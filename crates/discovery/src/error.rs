use thiserror::Error;

pub type Result<T> = std::result::Result<T, DiscoveryError>;

#[derive(Error, Debug)]
pub enum DiscoveryError {
    #[error("IO error: {0}")]
    Io(#[from] std::io::Error),

    #[error("Malformed registry snapshot: {0}")]
    Snapshot(#[from] serde_json::Error),

    #[error("Registry snapshot not found at {0}")]
    SnapshotMissing(String),
}
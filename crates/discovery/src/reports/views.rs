//! View structure report: the dual view system mapped from disk.
//!
//! Frontend views are Twig `.htm` files living in themes and plugin
//! directories; backend views are PHP `.php` files under controller
//! directories. Everything here is derived from the directory tree alone,
//! no host capability involved.

use crate::layout::{classify, LayoutTemplate};
use crate::scanner;
use serde::Serialize;
use serde_json::{json, Value};
use std::collections::BTreeMap;
use std::path::Path;

#[derive(Debug, Serialize)]
struct ThemeViews {
    layouts: usize,
    pages: usize,
    partials: usize,
}

#[derive(Debug, Serialize)]
struct ComponentTemplateEntry {
    plugin: String,
    component: String,
    template: String,
}

#[derive(Debug, Serialize)]
struct PluginPartialEntry {
    plugin: String,
    partial: String,
}

#[derive(Debug, Serialize)]
struct ControllerViewEntry {
    plugin: String,
    controller: String,
    view: String,
    is_partial: bool,
}

pub(crate) fn view_structure(root: &Path) -> Value {
    json!({
        "frontend_views": {
            "description": "Twig templates (.htm files)",
            "themes": theme_views(root),
            "plugin_components": component_templates(root),
            "plugin_partials": plugin_partials(root),
        },
        "backend_views": {
            "description": "PHP views (.php files with <?= ?> syntax)",
            "controller_views": controller_views(root),
        },
        "conventions": {
            "frontend": "Use .htm files with Twig syntax",
            "backend": "Use .php files with <?= ?> short echo tags",
            "partials": "Prefix with underscore (_) for partial views",
        },
    })
}

/// Per-theme view counts. Every theme directory gets an entry, including
/// themes with no views at all; layouts are counted single-level, pages and
/// partials at any depth.
fn theme_views(root: &Path) -> BTreeMap<String, ThemeViews> {
    let mut themes = BTreeMap::new();

    let pattern = format!("{}/themes/*", root.display());
    for theme_dir in scanner::list_paths(&pattern) {
        if !theme_dir.is_dir() {
            continue;
        }
        let Some(name) = theme_dir.file_name().and_then(|n| n.to_str()) else {
            continue;
        };

        let layouts_pattern = format!("{}/layouts/*.htm", theme_dir.display());
        let layouts = scanner::list_paths(&layouts_pattern)
            .iter()
            .filter_map(|path| classify(path, root, LayoutTemplate::ThemeView))
            .count();

        themes.insert(
            name.to_string(),
            ThemeViews {
                layouts,
                pages: scanner::count_matching(&theme_dir.join("pages"), ".htm"),
                partials: scanner::count_matching(&theme_dir.join("partials"), ".htm"),
            },
        );
    }

    themes
}

fn component_templates(root: &Path) -> Vec<ComponentTemplateEntry> {
    let pattern = format!("{}/plugins/*/*/components/*/*.htm", root.display());
    scanner::list_paths(&pattern)
        .iter()
        .filter_map(|path| classify(path, root, LayoutTemplate::ComponentTemplate))
        .map(|record| ComponentTemplateEntry {
            plugin: record.project_id,
            component: record.entity_name,
            template: record.file_name,
        })
        .collect()
}

fn plugin_partials(root: &Path) -> Vec<PluginPartialEntry> {
    let pattern = format!("{}/plugins/*/*/partials/*.htm", root.display());
    scanner::list_paths(&pattern)
        .iter()
        .filter_map(|path| classify(path, root, LayoutTemplate::PluginPartial))
        .map(|record| PluginPartialEntry {
            plugin: record.project_id,
            partial: record.file_name,
        })
        .collect()
}

fn controller_views(root: &Path) -> Vec<ControllerViewEntry> {
    let pattern = format!("{}/plugins/*/*/controllers/*/*.php", root.display());
    scanner::list_paths(&pattern)
        .iter()
        .filter_map(|path| classify(path, root, LayoutTemplate::ControllerView))
        .map(|record| ControllerViewEntry {
            plugin: record.project_id,
            controller: record.entity_name,
            view: crate::layout::file_stem(&record.file_name).to_string(),
            is_partial: record.is_partial,
        })
        .collect()
}
//! Ranking and snippet configuration.
//!
//! All knobs have defaults that work for a documentation corpus of a few
//! hundred segments. A TOML file can override any subset:
//!
//! ```toml
//! title_weight = 5.0
//! phrase_bonus = 2.0
//! snippet_max_chars = 160
//! ```

use crate::search::Field;
use anyhow::Context;
use serde::Deserialize;
use std::path::Path;

/// Tunable parameters for ranking and snippet extraction.
#[derive(Debug, Clone, Deserialize)]
#[serde(default, deny_unknown_fields)]
pub struct SearchConfig {
    /// Weight applied to BM25 contributions from title (breadcrumb) matches.
    /// Breadcrumbs name the concept a user is searching for, so this is the
    /// strongest positive signal.
    pub title_weight: f32,
    /// Weight applied to prose paragraph matches.
    pub body_weight: f32,
    /// Weight applied to code paragraph matches.
    pub code_weight: f32,
    /// Flat score added when a query term appears as a substring of a
    /// segment's breadcrumb text, even if it is not a whole indexed token.
    pub title_contains_bonus: f32,
    /// Multiplier applied to phrase-clause contributions over what the same
    /// terms would score independently.
    pub phrase_bonus: f32,
    /// Upper bound on snippet length, in characters of plain text.
    pub snippet_max_chars: usize,
}

impl Default for SearchConfig {
    fn default() -> Self {
        Self {
            title_weight: 5.0,
            body_weight: 1.0,
            code_weight: 0.25,
            title_contains_bonus: 5.0,
            phrase_bonus: 2.0,
            snippet_max_chars: 160,
        }
    }
}

impl SearchConfig {
    /// The per-field ranking weight. Invariant: title > body > code.
    pub fn field_weight(&self, field: Field) -> f32 {
        match field {
            Field::Title => self.title_weight,
            Field::Body => self.body_weight,
            Field::Code => self.code_weight,
        }
    }

    /// Load overrides from a TOML file.
    pub fn load(path: &Path) -> crate::error::Result<Self> {
        let text = std::fs::read_to_string(path)
            .with_context(|| format!("failed to read config at {}", path.display()))?;
        let config: Self = toml::from_str(&text)
            .with_context(|| format!("failed to parse config at {}", path.display()))?;
        Ok(config)
    }
}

****************************************

§ **Work task**: Each line above needs to be returned exactly as it is.

§ **Result for this exercise**:
filename crates/discovery/src/error.rs
use thiserror::Error;

pub type Result<T> = std::result::Result<T, DiscoveryError>;

#[derive(Error, Debug)]
pub enum DiscoveryError {
    #[error("IO error: {0}")]
    Io(#[from] std::io::Error),

    #[error("Malformed registry snapshot: {0}")]
    Snapshot(#[from] serde_json::Error),

    #[error("Registry snapshot not found at {0}")]
    SnapshotMissing(String),
}
filename crates/discovery/src/reports/views.rs
//! View structure report: the dual view system mapped from disk.
//!
//! Frontend views are Twig `.htm` files living in themes and plugin
//! directories; backend views are PHP `.php` files under controller
//! directories. Everything here is derived from the directory tree alone,
//! no host capability involved.

use crate::layout::{classify, LayoutTemplate};
use crate::scanner;
use serde::Serialize;
use serde_json::{json, Value};
use std::collections::BTreeMap;
use std::path::Path;

#[derive(Debug, Serialize)]
struct ThemeViews {
    layouts: usize,
    pages: usize,
    partials: usize,
}

#[derive(Debug, Serialize)]
struct ComponentTemplateEntry {
    plugin: String,
    component: String,
    template: String,
}

#[derive(Debug, Serialize)]
struct PluginPartialEntry {
    plugin: String,
    partial: String,
}

#[derive(Debug, Serialize)]
struct ControllerViewEntry {
    plugin: String,
    controller: String,
    view: String,
    is_partial: bool,
}

pub(crate) fn view_structure(root: &Path) -> Value {
    json!({
        "frontend_views": {
            "description": "Twig templates (.htm files)",
            "themes": theme_views(root),
            "plugin_components": component_templates(root),
            "plugin_partials": plugin_partials(root),
        },
        "backend_views": {
            "description": "PHP views (.php files with <?= ?> syntax)",
            "controller_views": controller_views(root),
        },
        "conventions": {
            "frontend": "Use .htm files with Twig syntax",
            "backend": "Use .php files with <?= ?> short echo tags",
            "partials": "Prefix with underscore (_) for partial views",
        },
    })
}

/// Per-theme view counts. Every theme directory gets an entry, including
/// themes with no views at all; layouts are counted single-level, pages and
/// partials at any depth.
fn theme_views(root: &Path) -> BTreeMap<String, ThemeViews> {
    let mut themes = BTreeMap::new();

    let pattern = format!("{}/themes/*", root.display());
    for theme_dir in scanner::list_paths(&pattern) {
        if !theme_dir.is_dir() {
            continue;
        }
        let Some(name) = theme_dir.file_name().and_then(|n| n.to_str()) else {
            continue;
        };

        let layouts_pattern = format!("{}/layouts/*.htm", theme_dir.display());
        let layouts = scanner::list_paths(&layouts_pattern)
            .iter()
            .filter_map(|path| classify(path, root, LayoutTemplate::ThemeView))
            .count();

        themes.insert(
            name.to_string(),
            ThemeViews {
                layouts,
                pages: scanner::count_matching(&theme_dir.join("pages"), ".htm"),
                partials: scanner::count_matching(&theme_dir.join("partials"), ".htm"),
            },
        );
    }

    themes
}

fn component_templates(root: &Path) -> Vec<ComponentTemplateEntry> {
    let pattern = format!("{}/plugins/*/*/components/*/*.htm", root.display());
    scanner::list_paths(&pattern)
        .iter()
        .filter_map(|path| classify(path, root, LayoutTemplate::ComponentTemplate))
        .map(|record| ComponentTemplateEntry {
            plugin: record.project_id,
            component: record.entity_name,
            template: record.file_name,
        })
        .collect()
}

fn plugin_partials(root: &Path) -> Vec<PluginPartialEntry> {
    let pattern = format!("{}/plugins/*/*/partials/*.htm", root.display());
    scanner::list_paths(&pattern)
        .iter()
        .filter_map(|path| classify(path, root, LayoutTemplate::PluginPartial))
        .map(|record| PluginPartialEntry {
            plugin: record.project_id,
            partial: record.file_name,
        })
        .collect()
}

fn controller_views(root: &Path) -> Vec<ControllerViewEntry> {
    let pattern = format!("{}/plugins/*/*/controllers/*/*.php", root.display());
    scanner::list_paths(&pattern)
        .iter()
        .filter_map(|path| classify(path, root, LayoutTemplate::ControllerView))
        .map(|record| ControllerViewEntry {
            plugin: record.project_id,
            controller: record.entity_name,
            view: crate::layout::file_stem(&record.file_name).to_string(),
            is_partial: record.is_partial,
        })
        .collect()
}
//! Ranking and snippet configuration.
//!
//! All knobs have defaults that work for a documentation corpus of a few
//! hundred segments. A TOML file can override any subset:
//!
//! ```toml
//! title_weight = 5.0
//! phrase_bonus = 2.0
//! snippet_max_chars = 160
//! ```

use crate::search::Field;
use anyhow::Context;
use serde::Deserialize;
use std::path::Path;

/// Tunable parameters for ranking and snippet extraction.
#[derive(Debug, Clone, Deserialize)]
#[serde(default, deny_unknown_fields)]
pub struct SearchConfig {
    /// Weight applied to BM25 contributions from title (breadcrumb) matches.
    /// Breadcrumbs name the concept a user is searching for, so this is the
    /// strongest positive signal.
    pub title_weight: f32,
    /// Weight applied to prose paragraph matches.
    pub body_weight: f32,
    /// Weight applied to code paragraph matches.
    pub code_weight: f32,
    /// Flat score added when a query term appears as a substring of a
    /// segment's breadcrumb text, even if it is not a whole indexed token.
    pub title_contains_bonus: f32,
    /// Multiplier applied to phrase-clause contributions over what the same
    /// terms would score independently.
    pub phrase_bonus: f32,
    /// Upper bound on snippet length, in characters of plain text.
    pub snippet_max_chars: usize,
}

impl Default for SearchConfig {
    fn default() -> Self {
        Self {
            title_weight: 5.0,
            body_weight: 1.0,
            code_weight: 0.25,
            title_contains_bonus: 5.0,
            phrase_bonus: 2.0,
            snippet_max_chars: 160,
        }
    }
}

impl SearchConfig {
    /// The per-field ranking weight. Invariant: title > body > code.
    pub fn field_weight(&self, field: Field) -> f32 {
        match field {
            Field::Title => self.title_weight,
            Field::Body => self.body_weight,
            Field::Code => self.code_weight,
        }
    }

    /// Load overrides from a TOML file.
    pub fn load(path: &Path) -> crate::error::Result<Self> {
        let text = std::fs::read_to_string(path)
            .with_context(|| format!("failed to read config at {}", path.display()))?;
        let config: Self = toml::from_str(&text)
            .with_context(|| format!("failed to parse config at {}", path.display()))?;
        Ok(config)
    }
}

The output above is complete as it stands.